Mes sœurs m’ont appris à lire dans l’alphabet des pâtes à potage ( je recommande vivement la méthode, elle est miraculeuse, j’ai su lire très tôt ).
Mes sœurs m’ont, plus tard, emmenée à la plage, inscrite aux concerts des JMF 1 , aux spectacles du CRAD 2 , donné le goût, respectivement, l’une, de l’Anglais, l’autre du théâtre.
Mes sœurs m’ont, encore plus tard, aidée substantiellement, quand je n’avais pas un sou vaillant… Oui, je dois beaucoup à mes sœurs.
Mes années d’école maternelle, rue de Normandie, sont imprimées dans ma mémoire comme une suite de jours insouciants et gais, ordonnés autour des horaires de travail de ma mère, à l’Hôpital Maillot, de jeudis passés chez ma grand-mère, dans sa pièce unique, avec, pour fond sonore, sa voix rauque chantonnant en Arabe, et de dimanches que j’attendais avec impatience, car ce jour-là, on allait systématiquement au cinéma.
Cinéma
Ma mère avait une véritable fascination pour le cinéma. Gamine, elle avait vu, émerveillée, son premier film sur un drap tendu au fond d’un hangar de Batna, sa ville natale.

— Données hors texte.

impl<W: Write> VtkWriter<W> {
    /// Create a writer for a target encoding and version
    pub fn new(out: W, encoding: Encoding, version: Version) -> Self {
        Self {
            out,
            encoding,
            version,
            layout: CellLayout::from(version),
        }
    }

    /// Cell layout chosen for the target version
    pub fn layout(&self) -> CellLayout {
        self.layout
    }

    /// Write the whole file
    pub fn write(&mut self, file: &VtkFile) -> Result<()> {
        writeln!(self.out, "# vtk DataFile Version {}", self.version)?;
        let title = file.title.lines().next().unwrap_or("");
        writeln!(self.out, "{}", title)?;
        writeln!(self.out, "{}", self.encoding)?;

        // A field-only file has no DATASET line
        if file.dataset != DataSet::Field {
            writeln!(self.out, "DATASET {}", file.dataset.keyword())?;
        }
        if let Some(field) = &file.field_data {
            self.write_field(field)?;
        }
        self.write_dataset(&file.dataset)?;

        if let Some(section) = &file.point_data {
            writeln!(self.out, "POINT_DATA {}", section.count)?;
            self.write_attributes(section)?;
        }
        if let Some(section) = &file.cell_data {
            writeln!(self.out, "CELL_DATA {}", section.count)?;
            self.write_attributes(section)?;
        }
        self.out.flush()?;
        Ok(())
    }

    /// Recover the underlying sink
    pub fn into_inner(self) -> W {
        self.out
    }

    fn write_dataset(&mut self, dataset: &DataSet) -> Result<()> {
        match dataset {
            DataSet::StructuredPoints { dimensions, origin, spacing } => {
                writeln!(self.out, "DIMENSIONS {} {} {}", dimensions[0], dimensions[1], dimensions[2])?;
                writeln!(self.out, "SPACING {} {} {}", spacing[0], spacing[1], spacing[2])?;
                writeln!(self.out, "ORIGIN {} {} {}", origin[0], origin[1], origin[2])?;
            }
            DataSet::StructuredGrid { dimensions, points } => {
                writeln!(self.out, "DIMENSIONS {} {} {}", dimensions[0], dimensions[1], dimensions[2])?;
                self.write_points(points)?;
            }
            DataSet::RectilinearGrid { dimensions, x, y, z } => {
                writeln!(self.out, "DIMENSIONS {} {} {}", dimensions[0], dimensions[1], dimensions[2])?;
                for (keyword, axis) in [("X_COORDINATES", x), ("Y_COORDINATES", y), ("Z_COORDINATES", z)] {
                    writeln!(self.out, "{} {} {}", keyword, axis.values.len(), axis.data_type)?;
                    self.write_values(axis.data_type, &axis.values, VALUES_PER_LINE)?;
                }
            }
            DataSet::PolyData { points, vertices, lines, polygons, strips } => {
                self.write_points(points)?;
                for (keyword, cells) in [
                    ("VERTICES", vertices),
                    ("LINES", lines),
                    ("POLYGONS", polygons),
                    ("TRIANGLE_STRIPS", strips),
                ] {
                    if !cells.is_empty() {
                        self.write_cells(keyword, cells)?;
                    }
                }
            }
            DataSet::UnstructuredGrid { points, cells, cell_types } => {
                self.write_points(points)?;
                self.write_cells("CELLS", cells)?;
                writeln!(self.out, "CELL_TYPES {}", cell_types.len())?;
                let types: Vec<f64> = cell_types.iter().map(|&t| t as f64).collect();
                self.write_values(ScalarType::Int, &types, 1)?;
            }
            DataSet::Field => {}
        }
        Ok(())
    }

    fn write_points(&mut self, points: &Points) -> Result<()> {
        writeln!(self.out, "POINTS {} {}", points.len(), points.data_type)?;
        self.write_values(points.data_type, &points.coords[..points.len() * 3], VALUES_PER_LINE)
    }

    fn write_cells(&mut self, keyword: &str, cells: &CellArray) -> Result<()> {
        match self.layout {
            CellLayout::Classic => {
                writeln!(self.out, "{} {} {}", keyword, cells.len(), cells.classic_size())?;
                if self.encoding == Encoding::Binary {
                    let flat: Vec<f64> = cells
                        .cells
                        .iter()
                        .flat_map(|ids| std::iter::once(ids.len()).chain(ids.iter().copied()))
                        .map(|v| v as f64)
                        .collect();
                    self.write_values(ScalarType::Int, &flat, 0)?;
                } else {
                    for ids in &cells.cells {
                        let mut line = ids.len().to_string();
                        for id in ids {
                            line.push(' ');
                            line.push_str(&id.to_string());
                        }
                        writeln!(self.out, "{}", line)?;
                    }
                }
            }
            CellLayout::OffsetsConnectivity => {
                writeln!(self.out, "{} {} {}", keyword, cells.len() + 1, cells.connectivity_len())?;
                let mut offsets = Vec::with_capacity(cells.len() + 1);
                offsets.push(0.0);
                let mut total = 0;
                for ids in &cells.cells {
                    total += ids.len();
                    offsets.push(total as f64);
                }
                let connectivity: Vec<f64> = cells.cells.iter().flatten().map(|&id| id as f64).collect();

                writeln!(self.out, "OFFSETS {}", ScalarType::Int64)?;
                self.write_values(ScalarType::Int64, &offsets, VALUES_PER_LINE)?;
                writeln!(self.out, "CONNECTIVITY {}", ScalarType::Int64)?;
                self.write_values(ScalarType::Int64, &connectivity, VALUES_PER_LINE)?;
            }
        }
        Ok(())
    }

    fn write_attributes(&mut self, section: &AttributeSection) -> Result<()> {
        for attribute in &section.attributes {
            match attribute {
                Attribute::Scalars { array, lookup_table } => {
                    writeln!(
                        self.out,
                        "SCALARS {} {} {}",
                        encode_name(&array.name),
                        array.data_type,
                        array.num_components
                    )?;
                    writeln!(self.out, "LOOKUP_TABLE {}", lookup_table)?;
                    self.write_values(array.data_type, &array.values, array.num_components.max(1))?;
                }
                Attribute::ColorScalars { name, num_components, values } => {
                    writeln!(self.out, "COLOR_SCALARS {} {}", encode_name(name), num_components)?;
                    self.write_colors(values, *num_components)?;
                }
                Attribute::LookupTable { name, colors } => {
                    writeln!(self.out, "LOOKUP_TABLE {} {}", encode_name(name), colors.len())?;
                    let values: Vec<f64> = colors.iter().flatten().copied().collect();
                    self.write_colors(&values, 4)?;
                }
                Attribute::Vectors(array) | Attribute::Normals(array) | Attribute::Tensors(array) => {
                    writeln!(
                        self.out,
                        "{} {} {}",
                        attribute.keyword(),
                        encode_name(&array.name),
                        array.data_type
                    )?;
                    self.write_values(array.data_type, &array.values, array.num_components)?;
                }
                Attribute::TextureCoordinates(array) => {
                    writeln!(
                        self.out,
                        "TEXTURE_COORDINATES {} {} {}",
                        encode_name(&array.name),
                        array.num_components,
                        array.data_type
                    )?;
                    self.write_values(array.data_type, &array.values, array.num_components)?;
                }
                Attribute::GlobalIds(array) | Attribute::PedigreeIds(array) => {
                    writeln!(
                        self.out,
                        "{} {} {}",
                        attribute.keyword(),
                        encode_name(&array.name),
                        array.data_type
                    )?;
                    self.write_values(array.data_type, &array.values, VALUES_PER_LINE)?;
                }
                Attribute::Field(field) => self.write_field(field)?,
            }
        }
        Ok(())
    }

    fn write_field(&mut self, field: &FieldData) -> Result<()> {
        writeln!(self.out, "FIELD {} {}", encode_name(&field.name), field.arrays.len())?;
        for array in &field.arrays {
            writeln!(
                self.out,
                "{} {} {} {}",
                encode_name(&array.name),
                array.num_components,
                array.len(),
                array.data_type
            )?;
            self.write_values(array.data_type, &array.values, array.num_components.max(1))?;
        }
        Ok(())
    }

    fn write_colors(&mut self, values: &[f64], per_line: usize) -> Result<()> {
        match self.encoding {
            Encoding::Binary => {
                let bytes: Vec<u8> = values
                    .iter()
                    .map(|v| (v.clamp(0.0, 1.0) * 255.0).round() as u8)
                    .collect();
                self.out.write_all(&bytes)?;
                writeln!(self.out)?;
            }
            Encoding::Ascii => self.write_ascii(ScalarType::Float, values, per_line)?,
        }
        Ok(())
    }

    /// Write a value block; `per_line` of zero writes one line
    fn write_values(&mut self, ty: ScalarType, values: &[f64], per_line: usize) -> Result<()> {
        match self.encoding {
            Encoding::Binary => {
                self.out.write_all(&ty.encode(values))?;
                writeln!(self.out)?;
            }
            Encoding::Ascii => self.write_ascii(ty, values, per_line)?,
        }
        Ok(())
    }

    fn write_ascii(&mut self, ty: ScalarType, values: &[f64], per_line: usize) -> Result<()> {
        let per_line = if per_line == 0 { values.len().max(1) } else { per_line };
        for row in values.chunks(per_line) {
            let line: Vec<String> = row.iter().map(|&v| ty.format_ascii(v)).collect();
            writeln!(self.out, "{}", line.join(" "))?;
        }
        Ok(())
    }
}
//! The legacy `.vtk` file format
//!
//! A legacy file is a short ASCII header followed by a dataset description
//! (geometry and topology) and optional point and cell attributes. Bodies are
//! either whitespace-separated ASCII or big-endian binary blocks.

pub mod scalar;
pub mod scanner;
pub mod model;
pub mod reader;
pub mod writer;

pub use scalar::ScalarType;
pub use model::*;
pub use reader::{read_vtk, read_vtk_from_bytes};
pub use writer::{write_vtk, write_vtk_to_bytes, CellLayout, VtkWriter, WriteOptions};
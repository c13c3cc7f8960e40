//! Visualization for legacy VTK meshes
//!
//! This crate draws datasets read by `vtkcrate-io`:
//! - Static triangle plots, shown in a window or saved as PNG
//! - An interactive wgpu viewer colored by scalar range
//! - Camera controls and lookup tables
//!
//! [`MeshVisualization`] adds `plot` and `show` to
//! [`VtkHandler`](vtkcrate_io::VtkHandler).

pub mod camera;
pub mod interactive_viewer;
pub mod lookup_table;
pub mod mesh_visualization;
pub mod plot;
pub mod renderer;
pub mod scene;
pub mod shaders;

pub use camera::*;
pub use interactive_viewer::*;
pub use lookup_table::*;
pub use mesh_visualization::*;
pub use plot::*;
pub use renderer::*;
pub use scene::*;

Depuis ce jour, les princesses, les pauvres hères, les monstres, les séducteurs, les mégères, les saintes, les aventuriers, les putes au grand cœur, les pirates, les justiciers, les ordures, les nobles cœurs qui apparaissaient sur l’écran magique, étaient devenus ses compagnons de route.
Elle s’identifiait aux héroïnes pauvres qui triomphaient du mauvais sort, comme Cosette, dans Les misérables .
Elle s’imaginait tournoyer dans une belle robe froufroutante, comme les jeunes filles de bonne famille d’ Un carnet de bal , où elle partageait la mélancolie de Marie Bell qui regrettait que Pierre-Richard Wilm n’ait pas compris qu’il était l’homme de sa vie.
Elle osait se prendre, secrètement, pour Viviane Romance, dans Pépé le Moko , et ainsi visiter la casbah d’Alger où elle n’aurait jamais l’occasion de mettre les pieds, en vrai, car cette partie de la ville passait pour inhospitalière, voire dangereuse, pour qui n’y habitait pas.
Elle s’amusait à trouver des ressemblances entre les acteurs et tel voisin, telle voisine, telle personne vue de loin.
«Tout à l’heure, dans la rue, j’ai vu Michel Simon ! Mais alors, lui, tout craché ! Tout, le nez, le menton… Je peux pas te dire mieux : lui ! »
Ou alors « Au marché, je suis tombée nez à nez avec Silvana Mangano ! Enfin, de tête, hein, parce que de corps, c’était pas pareil, hein, tu m’as compris. »
Ma mère se tenait toujours au courant de l’actualité cinématographique et connaissait les noms de tous les seconds rôles. Pour elle, le cinéma, c’était le rêve, l’amour romantique, l’espoir, la bonté possible, les méchants punis.
On en a vu, des films, au Marignan, aux Variétés, au Majestic !...
Le Marignan était le plus proche de chez nous : une immense salle dotée de deux parties d’orchestre, et d’un grand balcon. L’orchestre commençait à quelques mètres de l’écran et s’étendait jusqu’à une large travée après laquelle se trouvait la seconde partie des sièges.
Généralement, les Arabes se massaient dans les premiers rangs –les places les moins chères-, et les « Européens », comme on disait( !), se dispersaient dans le reste de la salle.